PPPoE is Point-to-Point Protocol over Ethernet and involves adding PPP frames in to the ethernet packet. It can be a lot of overhead for a router without hardware offload because incoming packets to the router have to be disected into 1492 byte frames with the 8 byte PPPoE payload added in. So you have to do a lot of memory transactions from the router buffer as you accumulate ethernet frames, since each one ends up pulling 8 bytes of payload from each ethernet frame and sticking it in the next frame and then the next frame losses 8 bytes to PPPoE payload and the 8 bytes that the previous ethernet frame lost. Then the next frame has to take the 8 PPPoE payload frames AND the 16 bytes that the last frame lost because of the two previous frames and so on.

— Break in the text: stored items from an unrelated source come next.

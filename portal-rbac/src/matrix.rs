//! # Capability Matrix
//!
//! Maps an [`EffectiveRole`] to its complete [`CapabilitySet`].
//!
//! Each role is described as an ordered list of allow/deny rules. Compiling
//! the list is order-independent: a capability is granted only if some rule
//! allows it and no rule denies it, and a catch-all deny clears everything.
//!
//! ```text
//!              onboarding  workspace CRUD  delete  self-service      public
//! admin        r c u       r c u           yes     profile r u,      read
//!                                                  settings r c u
//! creator      -           r c u           -       same as admin     read
//! approver     -           r c u           -       same as admin     read
//! viewer       -           r               -       profile r u,      read
//!                                                  settings r
//! unresolved   -           -               -       -                 -
//! ```

use std::sync::{Arc, OnceLock};

use serde::{Deserialize, Serialize};

use crate::actions::Action;
use crate::permissions::{Capability, CapabilitySet};
use crate::roles::{EffectiveRole, Role};
use crate::subjects::{Subject, SubjectArea};

/// Subjects that carry full create/read/update/delete semantics.
const CONTENT_SUBJECTS: [Subject; 4] = [
    Subject::Documents,
    Subject::Requests,
    Subject::Reporting,
    Subject::Forms,
];

const PUBLIC_SUBJECTS: [Subject; 2] = [Subject::Marketplace, Subject::PublicContent];

const ONBOARDING_ACTIONS: [Action; 3] = [Action::Read, Action::Create, Action::Update];

/// A single policy statement.
#[derive(Debug, Clone, Copy, Serialize, Deserialize, PartialEq, Eq, Hash)]
#[serde(rename_all = "snake_case")]
pub enum Rule {
    /// Grant one capability.
    Allow(Capability),
    /// Refuse one capability; beats any `Allow`.
    Deny(Capability),
    /// Refuse every capability.
    DenyAll,
}

/// Ordered rule list for one role.
///
/// # Example
///
/// ```
/// use portal_rbac::matrix::PolicyRules;
/// use portal_rbac::{Action, Subject};
///
/// let mut rules = PolicyRules::new();
/// rules
///     .can(&[Action::Read, Action::Update], &[Subject::Profile])
///     .cannot(&[Action::Update], &[Subject::Profile]);
///
/// let set = rules.compile();
/// assert!(set.can(Action::Read, Subject::Profile));
/// assert!(!set.can(Action::Update, Subject::Profile));
/// ```
#[derive(Debug, Clone, Default, Serialize, Deserialize, PartialEq, Eq)]
pub struct PolicyRules {
    rules: Vec<Rule>,
}

impl PolicyRules {
    /// Create an empty rule list (compiles to deny-all).
    pub fn new() -> Self {
        Self { rules: Vec::new() }
    }

    /// Allow every listed action on every listed subject.
    pub fn can(&mut self, actions: &[Action], subjects: &[Subject]) -> &mut Self {
        for subject in subjects {
            for action in actions {
                self.rules.push(Rule::Allow(Capability::new(*subject, *action)));
            }
        }
        self
    }

    /// Deny every listed action on every listed subject.
    pub fn cannot(&mut self, actions: &[Action], subjects: &[Subject]) -> &mut Self {
        for subject in subjects {
            for action in actions {
                self.rules.push(Rule::Deny(Capability::new(*subject, *action)));
            }
        }
        self
    }

    /// Deny everything, regardless of other rules.
    pub fn cannot_anything(&mut self) -> &mut Self {
        self.rules.push(Rule::DenyAll);
        self
    }

    /// The rules in declaration order.
    pub fn rules(&self) -> &[Rule] {
        &self.rules
    }

    /// Compile to a total capability set. Deny wins over allow.
    pub fn compile(&self) -> CapabilitySet {
        let mut allowed = CapabilitySet::deny_all();
        let mut denied = CapabilitySet::deny_all();

        for rule in &self.rules {
            match rule {
                Rule::Allow(cap) => allowed.allow(*cap),
                Rule::Deny(cap) => denied.allow(*cap),
                Rule::DenyAll => return CapabilitySet::deny_all(),
            }
        }

        allowed.difference(&denied)
    }
}

/// Builds capability sets from roles.
///
/// The build is pure, so results are memoized per role in a process-wide
/// table; [`CapabilityMatrixBuilder::shared`] hands out the cached instance.
#[derive(Debug, Clone, Copy, Default)]
pub struct CapabilityMatrixBuilder;

impl CapabilityMatrixBuilder {
    /// The rule list for a role.
    pub fn rules_for(role: EffectiveRole) -> PolicyRules {
        match role {
            EffectiveRole::Known(Role::Admin) => admin_rules(),
            EffectiveRole::Known(Role::Creator) | EffectiveRole::Known(Role::Approver) => editor_rules(),
            EffectiveRole::Known(Role::Viewer) => viewer_rules(),
            EffectiveRole::Unresolved => unresolved_rules(),
        }
    }

    /// Compute the capability set for a role.
    ///
    /// # Example
    ///
    /// ```
    /// use portal_rbac::{Action, CapabilityMatrixBuilder, EffectiveRole, Role, Subject};
    ///
    /// let admin = CapabilityMatrixBuilder::build(Role::Admin.into());
    /// assert!(admin.can(Action::Read, Subject::Onboarding));
    ///
    /// let unresolved = CapabilityMatrixBuilder::build(EffectiveRole::Unresolved);
    /// assert!(unresolved.is_empty());
    /// ```
    pub fn build(role: EffectiveRole) -> CapabilitySet {
        Self::rules_for(role).compile()
    }

    /// The memoized capability set for a role.
    pub fn shared(role: EffectiveRole) -> Arc<CapabilitySet> {
        static MATRIX: OnceLock<[Arc<CapabilitySet>; 5]> = OnceLock::new();
        let table = MATRIX.get_or_init(|| {
            std::array::from_fn(|i| Arc::new(Self::build(EffectiveRole::ALL[i])))
        });
        Arc::clone(&table[role.index()])
    }
}

/// Grants common to every role that may work in the dashboard.
fn workspace_grants(rules: &mut PolicyRules) {
    rules
        .can(&[Action::Read], &[Subject::Dashboard])
        .can(&[Action::Read, Action::Create, Action::Update], &CONTENT_SUBJECTS)
        .can(&[Action::Read, Action::Update], &[Subject::Profile])
        .can(&[Action::Read, Action::Create, Action::Update], &[Subject::Settings])
        .can(&[Action::Read, Action::Update], &[Subject::HelpCenter])
        .can(&[Action::Read], &PUBLIC_SUBJECTS);
}

fn admin_rules() -> PolicyRules {
    let mut rules = PolicyRules::new();
    workspace_grants(&mut rules);
    rules
        .can(&ONBOARDING_ACTIONS, &[Subject::Onboarding])
        .can(&[Action::Delete], &CONTENT_SUBJECTS)
        .can(&[Action::Download], &[Subject::Documents]);
    rules
}

/// Creator and approver: full CRUD minus delete, minus onboarding.
fn editor_rules() -> PolicyRules {
    let mut rules = PolicyRules::new();
    workspace_grants(&mut rules);
    rules.cannot(&ONBOARDING_ACTIONS, &[Subject::Onboarding]);
    rules
}

fn viewer_rules() -> PolicyRules {
    let workspace: Vec<Subject> = Subject::in_area(SubjectArea::Workspace).collect();

    let mut rules = PolicyRules::new();
    rules
        .can(&[Action::Read], &workspace)
        .can(&[Action::Read], &[Subject::Profile, Subject::Settings])
        .can(&[Action::Update], &[Subject::Profile])
        .can(&[Action::Read], &PUBLIC_SUBJECTS)
        .cannot(&Action::MUTATING, &workspace)
        .cannot(&[Action::Create, Action::Delete], &[Subject::Profile])
        .cannot(&Action::MUTATING, &[Subject::Settings])
        .cannot(&Action::ALL, &[Subject::Onboarding]);
    rules
}

fn unresolved_rules() -> PolicyRules {
    let mut rules = PolicyRules::new();
    rules
        .cannot(&[Action::Read], &Subject::ALL)
        .cannot(&Action::ALL, &[Subject::Onboarding])
        .cannot_anything();
    rules
}
//! Session facade
//!
//! [`Session`] ties the pieces together for one signed-in member: identity,
//! organization selection, capability context and onboarding state. Role
//! recomputation happens only on explicit triggers: sign-in, organization
//! switch and [`Session::refresh`].

use std::sync::{Arc, PoisonError, RwLock, RwLockReadGuard, RwLockWriteGuard};

use portal_org::{OnboardingState, OnboardingStatus, SessionContext};
use portal_rbac::{Action, Subject};
use tracing::instrument;
use uuid::Uuid;

use crate::config::GateConfig;
use crate::context::{CapabilityContext, CapabilitySnapshot};
use crate::directory::{DirectoryService, Identity};
use crate::error::{AuthError, AuthResult};
use crate::gate::{AuthorizationGate, GateDecision, GateInput, NavigationRequest};
use crate::retry::{retry_upstream, RetryPolicy};

#[derive(Debug, Default)]
struct SessionState {
    identity: Option<Identity>,
    context: Option<SessionContext>,
    account_id: Option<String>,
    onboarding: OnboardingState,
    last_onboarding_check: Option<OnboardingStatus>,
}

/// One member's authorization session.
pub struct Session {
    directory: Arc<dyn DirectoryService>,
    gate: AuthorizationGate,
    capabilities: Arc<CapabilityContext>,
    role_policy: RetryPolicy,
    onboarding_policy: RetryPolicy,
    state: RwLock<SessionState>,
}

impl std::fmt::Debug for Session {
    fn fmt(&self, f: &mut std::fmt::Formatter<'_>) -> std::fmt::Result {
        f.debug_struct("Session")
            .field("gate", &self.gate)
            .field("capabilities", &self.capabilities)
            .field("state", &self.state)
            .finish_non_exhaustive()
    }
}

impl Session {
    /// Create a signed-out session.
    pub fn new(directory: Arc<dyn DirectoryService>, config: GateConfig) -> Self {
        let capabilities = Arc::new(CapabilityContext::from_config(&config));
        Self {
            directory,
            role_policy: RetryPolicy::for_role_fetch(&config),
            onboarding_policy: RetryPolicy::for_onboarding_check(&config),
            gate: AuthorizationGate::new(config),
            capabilities,
            state: RwLock::new(SessionState::default()),
        }
    }

    /// Override the retry policies (role fetch, onboarding check).
    pub fn with_policies(mut self, role_policy: RetryPolicy, onboarding_policy: RetryPolicy) -> Self {
        self.role_policy = role_policy;
        self.onboarding_policy = onboarding_policy;
        self
    }

    /// The shared capability context.
    pub fn capabilities(&self) -> Arc<CapabilityContext> {
        Arc::clone(&self.capabilities)
    }

    /// The navigation gate.
    pub fn gate(&self) -> &AuthorizationGate {
        &self.gate
    }

    /// The signed-in identity.
    pub fn identity(&self) -> Option<Identity> {
        self.read().identity.clone()
    }

    /// The organization selection.
    pub fn context(&self) -> Option<SessionContext> {
        self.read().context.clone()
    }

    /// Onboarding state of the current organization.
    pub fn onboarding(&self) -> OnboardingState {
        self.read().onboarding
    }

    /// The most recent completed onboarding check.
    pub fn last_onboarding_check(&self) -> Option<OnboardingStatus> {
        self.read().last_onboarding_check.clone()
    }

    /// Sign in and resolve the member's role.
    #[instrument(skip(self, identity), fields(user_id = %identity.user_id))]
    pub async fn sign_in(&self, identity: Identity) -> AuthResult<Arc<CapabilitySnapshot>> {
        {
            let mut state = self.write();
            state.context = Some(SessionContext::new(identity.user_id));
            state.identity = Some(identity);
            state.account_id = None;
            state.onboarding = OnboardingState::Pending;
            state.last_onboarding_check = None;
        }
        tracing::info!("signed in");
        self.refresh().await
    }

    /// Sign out. In-flight refreshes are discarded.
    pub fn sign_out(&self) {
        *self.write() = SessionState::default();
        self.capabilities.clear();
        tracing::info!("signed out");
    }

    /// Switch organization and re-resolve the role.
    ///
    /// Selecting the organization that is already current does nothing.
    #[instrument(skip(self))]
    pub async fn switch_organization(&self, organization_id: Uuid) -> AuthResult<Arc<CapabilitySnapshot>> {
        let changed = {
            let mut state = self.write();
            let context = state
                .context
                .as_mut()
                .ok_or_else(|| AuthError::IdentityUnavailable("not signed in".to_string()))?;
            context.switch_organization(organization_id)
        };
        if !changed {
            tracing::debug!("organization unchanged, keeping capabilities");
            return Ok(self.capabilities.snapshot());
        }
        tracing::info!("organization switched");
        self.refresh().await
    }

    /// Re-fetch the role for the current organization, then the onboarding
    /// state when the role is admin.
    ///
    /// # Returns
    ///
    /// The committed snapshot, or [`AuthError::Superseded`] when a newer
    /// refresh or a sign-out overtook this one
    pub async fn refresh(&self) -> AuthResult<Arc<CapabilitySnapshot>> {
        let (identity, organization_id) = {
            let mut state = self.write();
            let identity = state
                .identity
                .clone()
                .ok_or_else(|| AuthError::IdentityUnavailable("not signed in".to_string()))?;
            state.onboarding = OnboardingState::Pending;
            let organization_id = state.context.as_ref().and_then(SessionContext::active_organization);
            (identity, organization_id)
        };

        let outcome = self
            .capabilities
            .refresh_with_profile(self.directory.as_ref(), &identity, organization_id, &self.role_policy)
            .await?;

        let account_id = outcome
            .profile
            .as_ref()
            .and_then(|profile| profile.account_id())
            .map(str::to_string);
        self.write().account_id = account_id;

        if outcome.snapshot.role().is_some_and(|role| role.is_admin()) {
            self.refresh_onboarding().await;
        } else {
            self.write().onboarding = OnboardingState::NotCompleted;
        }

        if outcome.snapshot.generation() != self.capabilities.snapshot().generation() {
            return Err(AuthError::Superseded);
        }
        Ok(outcome.snapshot)
    }

    /// Check the onboarding state for the current organization's account.
    ///
    /// Never fails: a missing account, a missing record, or an upstream
    /// failure after retries all count as "not completed".
    #[instrument(skip(self))]
    pub async fn refresh_onboarding(&self) -> OnboardingState {
        let generation = self.capabilities.snapshot().generation();
        let account_id = {
            let mut state = self.write();
            state.onboarding = OnboardingState::Pending;
            state.account_id.clone()
        };

        let status = match account_id {
            None => {
                tracing::debug!("no account id, onboarding treated as not completed");
                OnboardingStatus::without_account()
            }
            Some(account_id) => {
                let result = retry_upstream(&self.onboarding_policy, "fetch_onboarding_state", || {
                    self.directory.fetch_onboarding_state(&account_id)
                })
                .await;
                let state = match result {
                    Ok(OnboardingState::Pending) => OnboardingState::NotCompleted,
                    Ok(state) => state,
                    Err(AuthError::NotFound(_)) => {
                        tracing::debug!(account_id = %account_id, "no onboarding record");
                        OnboardingState::NotCompleted
                    }
                    Err(err) => {
                        tracing::warn!(account_id = %account_id, error = %err, "onboarding check failed");
                        OnboardingState::NotCompleted
                    }
                };
                OnboardingStatus::new(account_id, state)
            }
        };

        if self.capabilities.snapshot().generation() != generation {
            tracing::debug!("discarding onboarding result for a superseded refresh");
            return self.onboarding();
        }

        let observed = status.state;
        let mut state = self.write();
        state.onboarding = observed;
        state.last_onboarding_check = Some(status);
        observed
    }

    /// Evaluate a navigation to `path`.
    pub fn navigate(&self, path: &str) -> GateDecision {
        self.navigate_with(&NavigationRequest::new(path))
    }

    /// Evaluate a navigation request.
    pub fn navigate_with(&self, request: &NavigationRequest) -> GateDecision {
        let snapshot = self.capabilities.snapshot();
        let (signed_in, onboarding) = {
            let state = self.read();
            (state.identity.is_some(), state.onboarding)
        };
        self.gate.evaluate(
            request,
            GateInput {
                signed_in,
                snapshot: &snapshot,
                onboarding,
            },
        )
    }

    /// Check whether `action` may be performed on `subject`.
    pub fn can_perform(&self, action: Action, subject: Subject) -> bool {
        self.capabilities.can_perform(action, subject)
    }

    fn read(&self) -> RwLockReadGuard<'_, SessionState> {
        self.state.read().unwrap_or_else(PoisonError::into_inner)
    }

    fn write(&self) -> RwLockWriteGuard<'_, SessionState> {
        self.state.write().unwrap_or_else(PoisonError::into_inner)
    }
}
//! Organization onboarding status

use chrono::{DateTime, Utc};
use serde::{Deserialize, Serialize};

/// Whether an organization has finished the onboarding wizard.
#[derive(Debug, Clone, Copy, Default, Serialize, Deserialize, PartialEq, Eq, Hash)]
#[serde(rename_all = "snake_case")]
pub enum OnboardingState {
    /// The status check has not returned yet.
    #[default]
    Pending,
    /// A submitted onboarding record exists.
    Completed,
    /// No onboarding record, or the check failed.
    NotCompleted,
}

impl OnboardingState {
    /// Get string representation of the state.
    pub fn as_str(&self) -> &'static str {
        match self {
            Self::Pending => "pending",
            Self::Completed => "completed",
            Self::NotCompleted => "not_completed",
        }
    }

    /// Parse state from string representation.
    pub fn parse(s: &str) -> Option<Self> {
        match s.trim().to_lowercase().as_str() {
            "pending" => Some(Self::Pending),
            "completed" | "complete" => Some(Self::Completed),
            "not_completed" | "not-completed" | "incomplete" => Some(Self::NotCompleted),
            _ => None,
        }
    }

    /// Check if the status check is still in flight.
    pub fn is_pending(&self) -> bool {
        matches!(self, Self::Pending)
    }

    /// Check if onboarding is known to be complete.
    pub fn is_complete(&self) -> bool {
        matches!(self, Self::Completed)
    }
}

impl std::fmt::Display for OnboardingState {
    fn fmt(&self, f: &mut std::fmt::Formatter<'_>) -> std::fmt::Result {
        f.write_str(self.as_str())
    }
}

/// Result of one onboarding status check.
#[derive(Debug, Clone, Serialize, Deserialize, PartialEq, Eq)]
pub struct OnboardingStatus {
    /// Observed state
    pub state: OnboardingState,

    /// Account the check ran for; empty when none was known
    pub account_id: String,

    /// When the check completed
    pub checked_at: DateTime<Utc>,
}

impl OnboardingStatus {
    /// Record a check result now.
    pub fn new(account_id: impl Into<String>, state: OnboardingState) -> Self {
        Self {
            state,
            account_id: account_id.into(),
            checked_at: Utc::now(),
        }
    }

    /// The status used when no account id is known.
    pub fn without_account() -> Self {
        Self::new(String::new(), OnboardingState::NotCompleted)
    }
}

Its a lot more work than WAN DHCP which uses regular ethernet frames without having to cut them up.

 

[M.T.Field]

abailey & azazel1024,

Again, thanks for the really useful information. Given the fact that our networking DL speeds were recently increased from 20-50 to 50-70 Mbps and that our provider uses WAN DHCP, I think I'm good - at least in the Routing Performance area.

 

[stevech]

Is AT&T still using PPPoE, and even with Uck-Verse?

 

[azazel1024]

I believe so.

Most DSL and most fiber uses PPPoE. There are, I am sure, exceptions to this though. Verizon FIOS has two options, PPPoE and DHCP WAN. The later is pretty much only used on their older OLT/ONTs (BPON), AFAIK and all of their newer GPON stuff uses PPPoE. I think.